Stored data entries
%%

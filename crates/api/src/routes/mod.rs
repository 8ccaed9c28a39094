//! Route wiring.

mod assess;
mod chat;
mod health;
mod identify;
mod plants;

use axum::routing::{get, post};
use axum::Router;

use crate::state::AppState;

/// Build the application router.
pub fn router(state: AppState) -> Router {
    let api_v1 = Router::new()
        .route("/identify", post(identify::identify))
        .route("/health/assess", post(assess::assess))
        .route("/chat", post(chat::chat))
        .route("/chat/stream", post(chat::chat_stream))
        .route("/plants", post(plants::create_plant));

    Router::new()
        .nest("/api/v1", api_v1)
        // Liveness endpoints are never auth-gated.
        .route("/health", get(health::health))
        .route("/health/ready", get(health::ready))
        .route("/health/live", get(health::live))
        .with_state(state)
}
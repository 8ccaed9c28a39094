//! Error types for orchestrator operations.

use ai_core::ImageError;
use chrono::{DateTime, Utc};
use thiserror::Error;

use crate::router::RouterError;

/// Errors that can occur during pipeline execution.
#[derive(Debug, Error)]
pub enum OrchestratorError {
    /// Input failed validation before any provider call.
    #[error("invalid input: {0}")]
    InvalidInput(String),

    /// An image failed size or shape validation.
    #[error(transparent)]
    Image(#[from] ImageError),

    /// Every provider in the chain failed.
    #[error(transparent)]
    Router(#[from] RouterError),

    /// A sliding-window cap was hit.
    #[error("rate limit exceeded, retry after {retry_after_secs}s")]
    RateLimited { retry_after_secs: u64 },

    /// The tier's monthly quota for a feature is spent.
    #[error("{feature} quota exhausted: {used}/{limit}")]
    QuotaExceeded {
        feature: &'static str,
        used: i64,
        limit: i64,
        resets_at: DateTime<Utc>,
    },

    /// Repository failure that the pipeline cannot degrade around.
    #[error("database error: {0}")]
    Database(#[from] database::DatabaseError),

    /// The request referenced a resource the user does not own.
    #[error("{entity} not found")]
    NotFound { entity: &'static str },

    /// The caller cancelled the operation.
    #[error("operation cancelled")]
    Cancelled,
}

impl OrchestratorError {
    /// Collapse ownership lookups into `NotFound` and keep everything else.
    pub(crate) fn from_lookup(err: database::DatabaseError, entity: &'static str) -> Self {
        match err {
            database::DatabaseError::NotFound { .. } => OrchestratorError::NotFound { entity },
            other => OrchestratorError::Database(other),
        }
    }
}
//! Database error types.

use thiserror::Error;

/// Errors that can occur during database operations.
#[derive(Debug, Error)]
pub enum DatabaseError {
    /// SQLx error (connection, query, etc.)
    #[error("database error: {0}")]
    Sqlx(#[from] sqlx::Error),

    /// Migration error
    #[error("migration error: {0}")]
    Migration(#[from] sqlx::migrate::MigrateError),

    /// Record not found
    #[error("{entity} not found: {id}")]
    NotFound { entity: &'static str, id: String },

    /// Record already exists
    #[error("{entity} already exists: {id}")]
    AlreadyExists { entity: &'static str, id: String },

    /// Disallowed state transition
    #[error("invalid {entity} transition: {detail}")]
    InvalidTransition { entity: &'static str, detail: String },
}

impl DatabaseError {
    /// Whether the underlying failure was a unique-constraint violation.
    ///
    /// The species resolver uses this to detect insert races: the loser
    /// re-reads the winning row and proceeds to enrichment.
    pub fn is_unique_violation(&self) -> bool {
        match self {
            DatabaseError::AlreadyExists { .. } => true,
            DatabaseError::Sqlx(sqlx::Error::Database(db_err)) => db_err.is_unique_violation(),
            _ => false,
        }
    }
}

/// Result type for database operations.
pub type Result<T> = std::result::Result<T, DatabaseError>;
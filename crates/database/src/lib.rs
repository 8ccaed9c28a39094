//! Postgres persistence layer for Verdant.
//!
//! This crate provides async database operations for users, species,
//! plants, chat sessions, semantic memories, reminders, photos, and the
//! usage ledger, using SQLx with Postgres and pgvector.
//!
//! # Example
//!
//! ```no_run
//! use database::{species, Database};
//!
//! #[tokio::main]
//! async fn main() -> Result<(), Box<dyn std::error::Error>> {
//!     // Connect and run migrations
//!     let db = Database::connect("postgres://localhost/verdant", 5).await?;
//!     db.migrate().await?;
//!
//!     let row = species::find_by_scientific_name(db.pool(), "epipremnum aureum").await?;
//!     println!("known: {}", row.is_some());
//!     Ok(())
//! }
//! ```

pub mod error;
pub mod health;
pub mod memory;
pub mod models;
pub mod photo;
pub mod plant;
pub mod reminder;
pub mod session;
pub mod species;
pub mod usage;
pub mod user;

pub use error::{DatabaseError, Result};
pub use models::{
    CareDifficulty, ConversationSession, ExperienceLevel, HealthIssue, IssueStatus,
    MemoryContentType, Message, MessageRole, NewSpecies, NewUsageLogEntry, Plant, PlantHealth,
    PlantPhoto, PhotoKind, Reminder, ScoredMemory, SemanticMemory, Species, SpeciesEnrichment,
    SubscriptionTier, TreatmentStep, UsageLogEntry, User,
};

use sqlx::postgres::PgPoolOptions;
use sqlx::PgPool;

/// Database connection wrapper.
#[derive(Debug, Clone)]
pub struct Database {
    pool: PgPool,
}

impl Database {
    /// Connect to a Postgres database.
    ///
    /// `max_connections` should be 1 when running in a serverless
    /// environment, where each instance must not hold a pool.
    pub async fn connect(url: &str, max_connections: u32) -> Result<Self> {
        let pool = PgPoolOptions::new()
            .max_connections(max_connections.max(1))
            .connect(url)
            .await?;

        tracing::info!(max_connections, "connected to database");

        Ok(Self { pool })
    }

    /// Wrap an existing pool (used by tests).
    pub fn from_pool(pool: PgPool) -> Self {
        Self { pool }
    }

    /// Run database migrations.
    ///
    /// This should be called once after connecting to ensure the schema is
    /// up to date.
    pub async fn migrate(&self) -> Result<()> {
        tracing::info!("running database migrations...");

        sqlx::migrate!("./migrations").run(&self.pool).await?;

        tracing::info!("migrations complete");
        Ok(())
    }

    /// Get a reference to the connection pool.
    pub fn pool(&self) -> &PgPool {
        &self.pool
    }

    /// Close the database connection pool.
    pub async fn close(&self) {
        self.pool.close().await;
    }
}

/// Cheap connectivity probe for readiness checks.
pub async fn ping(pool: &PgPool) -> Result<()> {
    sqlx::query("SELECT 1").execute(pool).await?;
    Ok(())
}
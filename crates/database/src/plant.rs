//! Plant operations.

use chrono::{DateTime, Duration, Utc};
use sqlx::PgPool;
use uuid::Uuid;

use crate::error::{DatabaseError, Result};
use crate::models::{Plant, PlantHealth};

const PLANT_COLUMNS: &str = "id, user_id, species_id, nickname, location_in_home, \
     light_exposure, watering_frequency_days, last_watered, next_water_due, \
     last_fertilized, current_health, acquired_at, created_at";

/// Fields to insert for a new plant.
#[derive(Debug, Clone)]
pub struct NewPlant {
    pub user_id: Uuid,
    pub species_id: Option<Uuid>,
    pub nickname: Option<String>,
    pub location_in_home: String,
    pub light_exposure: String,
    /// Derived at creation from the species' free-text water frequency.
    pub watering_frequency_days: i32,
}

/// Insert a new plant and return it.
pub async fn create_plant(pool: &PgPool, new: &NewPlant) -> Result<Plant> {
    let plant = sqlx::query_as::<_, Plant>(&format!(
        r#"
        INSERT INTO plants (user_id, species_id, nickname, location_in_home,
                            light_exposure, watering_frequency_days)
        VALUES ($1, $2, $3, $4, $5, $6)
        RETURNING {PLANT_COLUMNS}
        "#
    ))
    .bind(new.user_id)
    .bind(new.species_id)
    .bind(&new.nickname)
    .bind(&new.location_in_home)
    .bind(&new.light_exposure)
    .bind(new.watering_frequency_days)
    .fetch_one(pool)
    .await?;

    Ok(plant)
}

/// Get a plant owned by a user. Ownership is part of the lookup, so a
/// foreign plant id behaves exactly like a missing one.
pub async fn get_plant(pool: &PgPool, user_id: Uuid, plant_id: Uuid) -> Result<Plant> {
    sqlx::query_as::<_, Plant>(&format!(
        "SELECT {PLANT_COLUMNS} FROM plants WHERE id = $1 AND user_id = $2"
    ))
    .bind(plant_id)
    .bind(user_id)
    .fetch_optional(pool)
    .await?
    .ok_or_else(|| DatabaseError::NotFound {
        entity: "Plant",
        id: plant_id.to_string(),
    })
}

/// List a user's plants, most recently added first.
pub async fn list_plants(pool: &PgPool, user_id: Uuid) -> Result<Vec<Plant>> {
    let plants = sqlx::query_as::<_, Plant>(&format!(
        "SELECT {PLANT_COLUMNS} FROM plants WHERE user_id = $1 ORDER BY created_at DESC"
    ))
    .bind(user_id)
    .fetch_all(pool)
    .await?;

    Ok(plants)
}

/// Record a watering. Maintains `next_water_due = last_watered +
/// watering_frequency_days`.
pub async fn record_watering(
    pool: &PgPool,
    user_id: Uuid,
    plant_id: Uuid,
    watered_at: DateTime<Utc>,
) -> Result<Plant> {
    let plant = get_plant(pool, user_id, plant_id).await?;
    let next_due = watered_at + Duration::days(plant.watering_frequency_days as i64);

    let updated = sqlx::query_as::<_, Plant>(&format!(
        r#"
        UPDATE plants
        SET last_watered = $3, next_water_due = $4
        WHERE id = $1 AND user_id = $2
        RETURNING {PLANT_COLUMNS}
        "#
    ))
    .bind(plant_id)
    .bind(user_id)
    .bind(watered_at)
    .bind(next_due)
    .fetch_one(pool)
    .await?;

    Ok(updated)
}

/// Update a plant's current health.
pub async fn set_health(
    pool: &PgPool,
    user_id: Uuid,
    plant_id: Uuid,
    health: PlantHealth,
) -> Result<()> {
    let result = sqlx::query("UPDATE plants SET current_health = $3 WHERE id = $1 AND user_id = $2")
        .bind(plant_id)
        .bind(user_id)
        .bind(health)
        .execute(pool)
        .await?;

    if result.rows_affected() == 0 {
        return Err(DatabaseError::NotFound {
            entity: "Plant",
            id: plant_id.to_string(),
        });
    }

    Ok(())
}

/// Delete a plant.
///
/// Sessions referencing the plant are detached, not deleted: the nullify
/// and the delete run in one transaction so a session never points at a
/// missing plant.
pub async fn delete_plant(pool: &PgPool, user_id: Uuid, plant_id: Uuid) -> Result<()> {
    let mut tx = pool.begin().await?;

    sqlx::query("UPDATE conversation_sessions SET plant_id = NULL WHERE plant_id = $1")
        .bind(plant_id)
        .execute(&mut *tx)
        .await?;

    let result = sqlx::query("DELETE FROM plants WHERE id = $1 AND user_id = $2")
        .bind(plant_id)
        .bind(user_id)
        .execute(&mut *tx)
        .await?;

    if result.rows_affected() == 0 {
        return Err(DatabaseError::NotFound {
            entity: "Plant",
            id: plant_id.to_string(),
        });
    }

    tx.commit().await?;
    Ok(())
}

#[cfg(test)]
mod tests {
    use super::*;
    use crate::models::SubscriptionTier;
    use crate::{session, user};

    async fn seeded_plant(pool: &PgPool) -> Plant {
        let owner = user::test_user(SubscriptionTier::Free);
        user::create_user(pool, &owner).await.unwrap();
        create_plant(
            pool,
            &NewPlant {
                user_id: owner.id,
                species_id: None,
                nickname: Some("Fernando".to_string()),
                location_in_home: "living room".to_string(),
                light_exposure: "bright indirect".to_string(),
                watering_frequency_days: 7,
            },
        )
        .await
        .unwrap()
    }

    #[sqlx::test]
    async fn test_watering_maintains_next_due(pool: PgPool) {
        let plant = seeded_plant(&pool).await;
        let watered_at = Utc::now();

        let updated = record_watering(&pool, plant.user_id, plant.id, watered_at)
            .await
            .unwrap();

        assert_eq!(updated.last_watered, Some(watered_at));
        assert_eq!(
            updated.next_water_due,
            Some(watered_at + Duration::days(7))
        );
    }

    #[sqlx::test]
    async fn test_foreign_plant_is_not_found(pool: PgPool) {
        let plant = seeded_plant(&pool).await;
        let stranger = user::test_user(SubscriptionTier::Free);
        user::create_user(&pool, &stranger).await.unwrap();

        let result = get_plant(&pool, stranger.id, plant.id).await;
        assert!(matches!(result, Err(DatabaseError::NotFound { .. })));
    }

    #[sqlx::test]
    async fn test_delete_detaches_sessions(pool: PgPool) {
        let plant = seeded_plant(&pool).await;
        let created = session::create_session(&pool, plant.user_id, Some(plant.id), None)
            .await
            .unwrap();

        delete_plant(&pool, plant.user_id, plant.id).await.unwrap();

        let detached = session::get_session(&pool, plant.user_id, created.id)
            .await
            .unwrap();
        assert_eq!(detached.plant_id, None);
    }
}
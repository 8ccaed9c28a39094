//! Plant.id gateway.
//!
//! Wraps the Plant.id REST API behind the [`ai_core::IdentifyProvider`] and
//! [`ai_core::HealthProvider`] traits. Accepts 1-5 bare base64 images,
//! returns the top suggestion plus up to four alternatives along with the
//! vendor's is-plant signal, and classifies transport/status failures for
//! the retry harness.

mod api_types;
mod config;
mod gateway;

pub use config::PlantIdConfig;
pub use gateway::PlantIdGateway;
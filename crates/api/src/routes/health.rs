//! Liveness and readiness endpoints.

use axum::extract::State;
use axum::http::StatusCode;
use axum::Json;
use serde::Serialize;

use crate::state::AppState;

#[derive(Serialize)]
pub struct Health {
    pub status: String,
}

/// Basic health check.
pub async fn health() -> Json<Health> {
    Json(Health {
        status: "ok".to_string(),
    })
}

/// Liveness: the process is up.
pub async fn live() -> StatusCode {
    StatusCode::OK
}

/// Readiness: the database answers.
pub async fn ready(State(state): State<AppState>) -> StatusCode {
    match sqlx_ping(&state).await {
        Ok(()) => StatusCode::OK,
        Err(e) => {
            tracing::warn!(error = %e, "readiness check failed");
            StatusCode::SERVICE_UNAVAILABLE
        }
    }
}

async fn sqlx_ping(state: &AppState) -> Result<(), database::DatabaseError> {
    database::ping(state.db.pool()).await
}
//! Core types and plumbing shared by all Verdant AI provider gateways.
//!
//! This crate provides the shared surface between the vendor gateway crates
//! and the orchestrator:
//!
//! - [`GatewayError`] / [`ErrorKind`] - uniform error classification so the
//!   retry harness and router can decide what is worth retrying
//! - [`RetryPolicy`] / [`run_with_retry`] - bounded execution with
//!   exponential backoff, jitter, per-attempt timeouts, and cancellation
//! - [`AiTask`] / [`ModelTier`] - the semantic task vocabulary
//! - Provider traits ([`IdentifyProvider`], [`HealthProvider`],
//!   [`ChatProvider`], [`EmbedProvider`]) - the narrow call surfaces each
//!   vendor gateway implements
//! - Image helpers for base64 normalization and size validation
//!
//! # Example
//!
//! ```rust
//! use ai_core::{GatewayError, ErrorKind};
//!
//! let err = GatewayError::rate_limit("too many requests", None);
//! assert!(err.is_retryable());
//! assert_eq!(err.code(), "RATE_LIMIT");
//! ```

mod error;
mod extract;
mod image;
mod provider;
mod retry;
mod task;
mod types;

pub use error::{parse_retry_after, retry_after_from_headers, ErrorKind, GatewayError};
pub use extract::{first_json_as, first_json_object};
pub use image::{
    estimated_decoded_size, normalize_and_validate, normalize_base64_image, ImageError,
    MAX_IMAGE_BYTES,
};
pub use provider::{ChatProvider, ChatStream, EmbedProvider, HealthProvider, IdentifyProvider};
pub use retry::{run_with_retry, RetryPolicy};
pub use task::{AiTask, ModelTier};
pub use types::{
    ChatCompletion, ChatRequest, ChatStreamEvent, ChatTurn, Embedding, HealthAssessment,
    Identification, RankedIssue, Role, SpeciesCandidate, TokenUsage, UNKNOWN,
};

// Re-export async_trait for implementors.
pub use async_trait::async_trait;
// Re-export the cancellation token used across every externally visible call.
pub use tokio_util::sync::CancellationToken;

%%

■ ACTIVITY ■
What lines in the records contain the word "nickname"? Return each one.

■ ANSWER SPACE ■
const PLANT_COLUMNS: &str = "id, user_id, species_id, nickname, location_in_home, \
    pub nickname: Option<String>,
        INSERT INTO plants (user_id, species_id, nickname, location_in_home,
    .bind(&new.nickname)
                nickname: Some("Fernando".to_string()),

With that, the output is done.